The National Assembly Standing Committee on IT and Telecom received a stark assessment of Pakistan’s 5G deployment on July 14, with PTA Director General Amir Shehzad confirming that telecom operators have activated only 449 5G sites across 22 cities nationwide, a figure that committee members described as deeply inadequate given the scale of the country’s population, geography, and the promises made at the time of the spectrum auction.
Pakistan conducted its 5G spectrum auction in March 2026, and operators began commercial launches shortly after. However, the deployment numbers presented to the committee reveal how limited the actual physical rollout remains. Against a total national telecom tower count of approximately 50,000, 449 active 5G sites represent less than 1 percent of the country’s broader mobile infrastructure, a ratio that makes clear that 5G in Pakistan currently exists as a selective urban pilot rather than a commercially meaningful nationwide service. Committee Chairman Syed Amin-ul-Haque and members had convened the session to address widespread complaints about network degradation affecting 3G and 4G services, and officials from both the Ministry of Information Technology and Telecommunication and PTA repeatedly invoked the 5G rollout as the ultimate solution, a response that committee members found difficult to accept given the figures being simultaneously disclosed.
The breakdown by city made the situation harder to defend.

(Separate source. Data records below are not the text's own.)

// src/main.rs
mod chart;
mod config;
mod dataset;
mod error;
mod indicators;
mod pipeline;
mod selection;

use anyhow::Context;
use clap::Parser;
use config::AppConfig;
use error::AppError;
use selection::{EntrySelector, StdinSelector};
use std::path::PathBuf;
use tracing::info;

#[derive(Parser, Debug)]
#[command(about = "Computes the MACD indicator from daily close prices and renders it as a PNG")]
struct Cli {
    /// Path to a CSV file with Date (YYYY-MM-DD) and Close columns
    file: PathBuf,
}

fn main() {
    tracing_subscriber::fmt()
        .with_max_level(tracing::Level::INFO)
        .with_writer(std::io::stderr)
        .init();

    let cli = Cli::parse();
    if let Err(err) = run(&cli) {
        eprintln!("{:#}", err);
        let code = err
            .downcast_ref::<AppError>()
            .map(AppError::exit_code)
            .unwrap_or(1);
        if code == 1 {
            // load-time failures collapse into one user-facing diagnostic
            eprintln!(
                "Data sample is too small or the provided path is invalid, \
                 please provide correct data."
            );
        }
        std::process::exit(code);
    }
}

fn run(cli: &Cli) -> anyhow::Result<()> {
    let cfg = AppConfig::new().map_err(AppError::from)?;
    let params = pipeline::MacdParams::from(&cfg.macd);

    let points = dataset::load_csv(&cli.file)
        .with_context(|| format!("failed to load {}", cli.file.display()))?;
    dataset::check_min_entries(&points, params.min_entries)?;

    let mut selector = StdinSelector;
    let selected = selector.select(params.min_entries, points.len())?;
    let points = selection::take_first(points, selected);
    info!("Analyzing the earliest {} entries", selected);

    let analysis = pipeline::run(&points, &params)?;
    info!(
        "Shorter period: {} | Greater period: {} | MACD: {} | SIGNAL: {} | Crossovers: {}",
        analysis.short_ema.len(),
        analysis.long_ema.len(),
        analysis.macd.len(),
        analysis.signal.len(),
        analysis.crossovers.len()
    );

    let out_path = PathBuf::from(chart::output_filename(selected));
    chart::render(&analysis, selected, &cfg.chart, &out_path)
        .with_context(|| format!("failed to render {}", out_path.display()))?;

    println!("Chart written to {}", out_path.display());
    Ok(())
}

Committee member Sadiq Memon highlighted that Karachi, Pakistan’s largest city and primary commercial hub, has only 50 active 5G sites currently operational, while Hyderabad has just three. Chairman Syed Amin-ul-Haque directed authorities to prioritise 5G tower expansion in Karachi specifically. IT Minister Shaza Fatima responded that telecom companies had originally been required to launch 5G services in only five cities during the first year of the licence, while acknowledging that Karachi requires more attention. PTA’s chairman noted that the pace of deployment is currently constrained by the import of 5G equipment, with physical supply chains determining how quickly new sites can be activated regardless of operator intent.

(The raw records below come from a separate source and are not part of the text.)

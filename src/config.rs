// src/config.rs
use config::{Config, ConfigError, File, FileFormat};
use serde::Deserialize;
use std::env;

#[derive(Debug, Deserialize, Clone)]
pub struct MacdConfig {
    pub short_period: usize,
    pub long_period: usize,
    pub signal_period: usize,
    pub min_entries: usize,
}

#[derive(Debug, Deserialize, Clone)]
pub struct ChartConfig {
    pub height: u32,
    pub px_per_tick: u32,
}

#[derive(Debug, Deserialize, Clone)]
pub struct AppConfig {
    pub macd: MacdConfig,
    pub chart: ChartConfig,
}

impl AppConfig {
    pub fn new() -> Result<Self, ConfigError> {
        let run_mode = env::var("RUN_MODE").unwrap_or_else(|_| "development".into());

        let config = Config::builder()
            // canonical MACD parameters; files and env override
            .set_default("macd.short_period", 12_i64)?
            .set_default("macd.long_period", 26_i64)?
            .set_default("macd.signal_period", 9_i64)?
            .set_default("macd.min_entries", 120_i64)?
            .set_default("chart.height", 1200_i64)?
            .set_default("chart.px_per_tick", 100_i64)?
            .add_source(File::new("config/default.toml", FileFormat::Toml).required(false))
            .add_source(
                File::new(&format!("config/{}.toml", run_mode), FileFormat::Toml).required(false),
            )
            .add_source(config::Environment::with_prefix("APP").separator("__"))
            .build()?;

        config.try_deserialize()
    }
}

Memon offered the session’s most direct assessment of what the current pace implies, stating that at the rate of deployment observed, the 5G rollout will not be complete across Pakistan until 2035. He added that this timeline renders the entire promise of 5G largely moot, since by the time the network reaches full national coverage using the current trajectory, the technology itself will have been superseded by successor generations. The committee’s frustration reflects a broader gap between the policy narrative around Pakistan’s 5G auction and the operational reality that consumers, businesses, and parliamentarians are now beginning to scrutinise in detail.